Ele lida muito com a falta de dinheiro e conhece bem os estragos por ele provocados. No livro encontramos passagens que refletem bem a questão, como esta: "(Philip) Achava delicioso ter o coração livre e o bolso suficientemente cheio para prover às suas necessidades. Ouvira outros falar com desprezo do dinheiro. Teriam experimentado um dia viver sem ele? Sabia que a falta de dinheiro torna o homem mesquinho, vil e avarento; deforma-lhe o caráter e o faz olhar o mundo por um prisma vulgar. Quando se tem de levar em conta cada vintém, o dinheiro assume uma importância grotesca. É preciso que estejamos numa situação desafogada para atribuir-lhe o seu valor real" (Página 531).

No livro de biografias encontramos a descrição de sua relação com o tio, responsável por sua educação, baseada nos relatos de Servidão Humana. O tio Henry Carey é descrito como "um homem sumamente egoísta, mesquinho e provinciano. A casa do pastor era severa e fria, ausente de crianças, cheia de livros e quadros religiosos. A noção de pecado era recordada a cada instante, o menino vivia em sobressalto. Tia Sofia, uma aristocrata alemã, procurava atenuar a dureza do marido e compensar a ausência dos pais no coração do sobrinho, apesar de sua sincera afeição".

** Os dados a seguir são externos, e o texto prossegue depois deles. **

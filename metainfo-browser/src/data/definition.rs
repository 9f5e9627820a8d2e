use std::collections::HashMap;

use serde::Serialize;

/// Position of a section definition inside a [`super::SchemaRegistry`].
#[derive(Debug, Clone, Copy, PartialEq, Eq, Hash, PartialOrd, Ord, Serialize)]
pub struct SectionId(pub(crate) usize);

impl SectionId {
    /// Raw index into the registry's section list.
    pub fn index(self) -> usize {
        self.0
    }
}

/// Identity of a declared property: the section that declares it and its
/// slot in that section's own property list.
///
/// Inherited properties keep the identity of the declaring base section.
#[derive(Debug, Clone, Copy, PartialEq, Eq, Hash)]
pub struct PropertyRef {
    pub(crate) owner: SectionId,
    pub(crate) slot: usize,
}

impl PropertyRef {
    /// The section that declares this property.
    pub fn owner(self) -> SectionId {
        self.owner
    }
}

/// Value type of a quantity.
#[derive(Debug, Clone, PartialEq)]
pub enum DataType {
    Int,
    Float,
    Str,
    Bool,
    /// One of a fixed list of labels.
    Enum(Vec<String>),
    /// A path to another section of the same document.
    Reference(SectionId),
    /// Any type the browser has no special handling for.
    Other(String),
}

impl DataType {
    pub(crate) fn from_name(name: &str) -> Self {
        match name {
            "int" | "int32" | "int64" | "integer" => DataType::Int,
            "float" | "float32" | "float64" | "number" => DataType::Float,
            "str" | "string" => DataType::Str,
            "bool" | "boolean" => DataType::Bool,
            other => DataType::Other(other.to_string()),
        }
    }

    /// Human readable type name, used in meta information.
    pub fn name(&self) -> String {
        match self {
            DataType::Int => "int".into(),
            DataType::Float => "float".into(),
            DataType::Str => "str".into(),
            DataType::Bool => "bool".into(),
            DataType::Enum(values) => format!("enum[{}]", values.join(", ")),
            DataType::Reference(_) => "reference".into(),
            DataType::Other(name) => name.clone(),
        }
    }
}

/// One dimension of a quantity shape.
#[derive(Debug, Clone, PartialEq, Eq)]
pub enum Dim {
    Fixed(usize),
    /// Sized by another quantity, e.g. `n_atoms`.
    Named(String),
    /// `*`, any length.
    Any,
}

impl std::fmt::Display for Dim {
    fn fmt(&self, f: &mut std::fmt::Formatter<'_>) -> std::fmt::Result {
        match self {
            Dim::Fixed(n) => write!(f, "{n}"),
            Dim::Named(name) => f.write_str(name),
            Dim::Any => f.write_str("*"),
        }
    }
}

/// Coarse classification of a shape by its number of dimensions.
#[derive(Debug, Clone, Copy, PartialEq, Eq, Serialize)]
#[serde(rename_all = "snake_case")]
pub enum ShapeKind {
    Scalar,
    Vector,
    Matrix,
    Tensor,
}

impl ShapeKind {
    pub fn of_rank(rank: usize) -> Self {
        match rank {
            0 => ShapeKind::Scalar,
            1 => ShapeKind::Vector,
            2 => ShapeKind::Matrix,
            _ => ShapeKind::Tensor,
        }
    }

    pub fn as_str(self) -> &'static str {
        match self {
            ShapeKind::Scalar => "scalar",
            ShapeKind::Vector => "vector",
            ShapeKind::Matrix => "matrix",
            ShapeKind::Tensor => "tensor",
        }
    }
}

/// Declared shape of a quantity.
#[derive(Debug, Clone, PartialEq, Eq, Default)]
pub struct Shape(pub Vec<Dim>);

impl Shape {
    pub fn kind(&self) -> ShapeKind {
        ShapeKind::of_rank(self.0.len())
    }

    pub fn is_scalar(&self) -> bool {
        self.0.is_empty()
    }
}

impl std::fmt::Display for Shape {
    fn fmt(&self, f: &mut std::fmt::Formatter<'_>) -> std::fmt::Result {
        let dims: Vec<String> = self.0.iter().map(ToString::to_string).collect();
        write!(f, "[{}]", dims.join(", "))
    }
}

/// A terminal, possibly unit-bearing value definition.
#[derive(Debug, Clone)]
pub struct QuantityDef {
    pub name: String,
    pub data_type: DataType,
    pub shape: Shape,
    /// Storage unit of the value, if any.
    pub unit: Option<String>,
    pub description: String,
}

impl QuantityDef {
    /// Scalar quantities whose value points elsewhere in the document.
    pub fn reference_target(&self) -> Option<SectionId> {
        match self.data_type {
            DataType::Reference(target) if self.shape.is_scalar() => Some(target),
            _ => None,
        }
    }
}

/// A named, possibly repeating, child section of a section.
#[derive(Debug, Clone)]
pub struct SubSectionDef {
    pub name: String,
    /// The section definition governing the child data.
    pub section: SectionId,
    pub repeats: bool,
    pub description: String,
}

/// A property declared by a section.
#[derive(Debug, Clone)]
pub enum Property {
    Quantity(QuantityDef),
    SubSection(SubSectionDef),
}

impl Property {
    pub fn name(&self) -> &str {
        match self {
            Property::Quantity(q) => &q.name,
            Property::SubSection(s) => &s.name,
        }
    }

    pub fn as_definition(&self) -> Definition<'_> {
        match self {
            Property::Quantity(q) => Definition::Quantity(q),
            Property::SubSection(s) => Definition::SubSection(s),
        }
    }
}

/// Definition of a composite data node.
#[derive(Debug, Clone)]
pub struct SectionDef {
    pub name: String,
    pub description: String,
    /// Base sections whose properties this section inherits.
    pub extends: Vec<SectionId>,
    /// Properties declared by this section itself, in declaration order.
    pub properties: Vec<Property>,
    /// Merged (inherited + own) properties in display order.
    pub(crate) order: Vec<PropertyRef>,
    /// Name index over `order`.
    pub(crate) index: HashMap<String, PropertyRef>,
}

/// Any schema definition, borrowed from the registry.
#[derive(Debug, Clone, Copy)]
pub enum Definition<'r> {
    Section(&'r SectionDef),
    Quantity(&'r QuantityDef),
    SubSection(&'r SubSectionDef),
}

impl<'r> Definition<'r> {
    pub fn name(&self) -> &'r str {
        match self {
            Definition::Section(s) => &s.name,
            Definition::Quantity(q) => &q.name,
            Definition::SubSection(s) => &s.name,
        }
    }

    pub fn description(&self) -> &'r str {
        match self {
            Definition::Section(s) => &s.description,
            Definition::Quantity(q) => &q.description,
            Definition::SubSection(s) => &s.description,
        }
    }

    /// `section`, `quantity` or `sub_section`.
    pub fn kind(&self) -> &'static str {
        match self {
            Definition::Section(_) => "section",
            Definition::Quantity(_) => "quantity",
            Definition::SubSection(_) => "sub_section",
        }
    }
}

Interessante também é observar um pequeno defeito no pé (Talipes ou pé torto), que o personagem Philip carregava. Era uma fonte permanente de preconceitos e até de xingamentos de "seu aleijão". Um dos mais belos capítulos do livro é o de número 113, onde Philip, fazendo seus últimos estágios para a sua formação em medicina, entra diretamente em contato com a realidade econômica e social do povo, dependente dos serviços médicos de um obstetra. Realiza 63 partos, geralmente de crianças indesejadas, vindas ao mundo, acompanhadas pelo desespero dos pais.

Por tratar-se de um romance de formação, separei duas passagens para posts especiais. Eu os qualificaria como textos retirados da literatura para aulas de filosofia. O primeiro é quando vai para Heidelberb, e um novo mundo de relações lhe amplia a visão de mundo e promove a sua ruptura com a religião herdada e o segundo, quando já está em Paris, e lhe são lançadas as questões fundamentais perante a vida. E uma recomendação final. Leiam e recomendem William Somerset Maugham.

4 comentários:

  1. Bela resenha, como escrevi por ocasião de sua análise de O Fio da Navalha, W. S. Maughan foi um dos meus autores favoritos na adolescência. Talvez, como disseste, por serem obras de formação. Mas o sofrimento de Philip, o desprezo que recebia de Mildred, marcaram minha imaginação Por muito tempo. É gratificante encontrar essas crônicas no seu blog. Obrigada.

    ResponderExcluir
    Respostas
    1. Mais uma vez, Suzete, os meus agradecimentos por sua manifestação. São estímulos para dar continuidade ao partilhar de minhas leituras. Que relação louca é esta de Philip com a Mildred. Chega até ser irritante. Mas, dos seres humanos eu não duvido absolutamente nada. Amanhã começo a publicar os textos de literatura para aulas de filosofia, que retirei da obra.

      Excluir
  2. tenho este livro, acho maravilhoso o desenvolvimento do personagem, tao real, uma raridade alguem saber escreve assim, pena nao termos mais escritores como William Somerset Maugham., recomendo A leste do Eden de Steinbeck

    ResponderExcluir
  3. Realmente, meu amigo, um grande escritor e que construção dos personagens! Agradeço muito a sua manifestação. Quanto a sua indicação, está anotada. De Steinbeck já li As vinhas da ira, um dos melhores livros que eu já li. Agradeço a indicação.

    ResponderExcluir

Obrigado pelo comentário. Depois de moderado ele será liberado.